Attention deficit hyperactivity disorder (ADHD) is a neurodevelopmental disorder characterized by inattention, hyperactivity and impulsivity. The symptoms can affect the areas of cognition, behaviour, emotion and social functioning.1

Attention deficit hyperactivity disorder is fairly prevalent in children and adolescents. The global prevalence ranges between 5.9% and 7.1%, and it has been estimated at 6.8% in Spain.2 It is generally more prevalent in boys compared to girls, with a ratio that ranges from 2:1 to 9:1.3 Longitudinal studies suggest that one to two thirds of individuals given a diagnosis of ADHD in childhood continue to have symptoms in adulthood.4 When it comes to the core symptoms, differences based on sex have been reported, as boys are more likely to exhibit a hyperactive pattern and tend to have poorer response inhibition and cognitive flexibility compared to girls.5

In the field of neuropsychology, the role of frontal neural networks and executive functions, especially in attentional control, cognitive flexibility, planning and vigilance. Research has shown that young children with ADHD have problems doing tasks that require attentional control, including the abilities to stay focused, switch tasks and avoid distractions.6 There is also evidence of a decreased cognitive flexibility in individuals with ADHD, which is reflected in difficulty adjusting behaviour to different situations or shift cognitive sets.7 The impact of ADHD on executive functions can have important repercussions on the development and wellbeing of children. Individuals with difficulties in reading and writing usually have underlying impairments in phonological processing but also in other processes, including executive functions. In fact, the association between ADHD and reading and writing learning disabilities is frequent, with the prevalence of such comorbidities estimated at 15%–30%.8

One of the key elements in the diagnosis of ADHD is the assessment of the symptoms in different settings, that is, at school and at home. One of the greatest challenges of neuropsychological evaluations is the ecological validity of the tests, that is, the differences that may exist between what is measured by the applied tests and actual functioning outside the care setting.9 In many cases, test scores are not an accurate reflection of the actual difficulties experienced by individuals with ADHD, as the structure of the tests may facilitate performance and mask problems. For the purpose of assessing the degree of the problems that children experience at school and at home and the resulting impact, in addition to the interview, it may be helpful to use standardised questionnaires to document and quantify these difficulties.10

The primary objective of our study was to improve our knowledge of the cognitive phenotype of patients with a diagnosis of ADHD. To this end, we assessed the impact of ADHD on cognitive functions (including executive functions), and, given the known association with learning disorders, the incidence of difficulties in the basic areas of learning in boys and girls with ADHD. Due to the different presentation described in relation to sex in children and adolescents, we also decided to assess whether there were differences based on sex in the information provided by parents and teachers in the questionnaires for the ADHD group. Our aim is to increase our understanding of ADHD, as it does not focus solely on executive functions, but entailed an exhaustive evaluation encompassing the main domains of cognition.

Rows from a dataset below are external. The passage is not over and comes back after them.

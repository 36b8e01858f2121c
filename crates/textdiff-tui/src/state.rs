use textdiff_config::{AppConfig, DiffAlgorithmName};
use textdiff_viewer::{DiffAlgorithm, DiffOptions, TextDiffState, TextPair, ToolStateStore};

/// Shared tool state holding the texts being compared.
///
/// Lives for the whole process so the texts survive widget state resets.
#[derive(Debug, Clone, Default)]
pub struct ToolState {
    text_diff: TextPair,
}

impl ToolStateStore for ToolState {
    fn text_diff(&self) -> &TextPair {
        &self.text_diff
    }

    fn set_text_diff(&mut self, text1: String, text2: String) {
        self.text_diff = TextPair { text1, text2 };
    }
}

/// Application state
#[derive(Debug, Clone)]
pub struct AppState {
    pub running: bool,
    pub tool_state: ToolState,
    pub text_diff: TextDiffState,
    pub config: AppConfig,
}

impl AppState {
    pub fn new(config: AppConfig) -> Self {
        Self {
            running: true,
            tool_state: ToolState::default(),
            text_diff: TextDiffState::new(diff_options(&config)),
            config,
        }
    }
}

impl Default for AppState {
    fn default() -> Self {
        Self::new(AppConfig::default())
    }
}

/// Diff options derived from the app config
pub fn diff_options(config: &AppConfig) -> DiffOptions {
    let algorithm = match config.algorithm {
        DiffAlgorithmName::Myers => DiffAlgorithm::Myers,
        DiffAlgorithmName::Patience => DiffAlgorithm::Patience,
        DiffAlgorithmName::Lcs => DiffAlgorithm::Lcs,
    };

    DiffOptions {
        algorithm,
        context_lines: config.context_lines,
    }
}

We conducted a retrospective observational and analytical study. The total sample (N = 48) comprised 2 groups: a group of children with a diagnosis of ADHD (n = 24) referred to our centre for evaluation, and a control group of neurotypical children (n = 24) without a diagnosis of ADHD, selected from the database of the child and adolescent clinical psychology outpatient clinic of our hospital.

The criteria for inclusion in the ADHD group were: (1) Age 6–18 years, (2) having received a diagnosis of ADHD based on the Diagnostic and Statistical Manual of Mental Disorders, Fifth Edition (DSM-5) criteria, and not having received another psychiatric diagnosis (except for ADHD and specific learning disorders as defined in the DSM-5. The exclusion criteria were: (1) having significant and uncorrected sensory disorders that could have been a source of bias evaluation, (2) having any form of neurologic disease or medical condition (including intellectual disability or other neurodevelopmental disorders) that could affect the results of the evaluation, (3) being in treatment with psychotropic medication at the time of the evaluation (4) not having ever received any form of medication for ADHD and (5) abnormal behaviour during the assessment that could have affected the results.

The inclusion criteria for the neurotypical control group were: (1) age 6–18 years and (2) not having received a diagnosis of ADHD based on the DSM-5 criteria. The exclusion criteria were: (1) having significant and uncorrected sensory disorders that could have been a source of bias evaluation, (2) having any form of neurologic disease or medical condition (including neurodevelopmental disorders) that could affect the results of the evaluation, (3) being in treatment with psychotropic medication at the time of the evaluation and (4) abnormal behaviour during the assessment that could have affected the results.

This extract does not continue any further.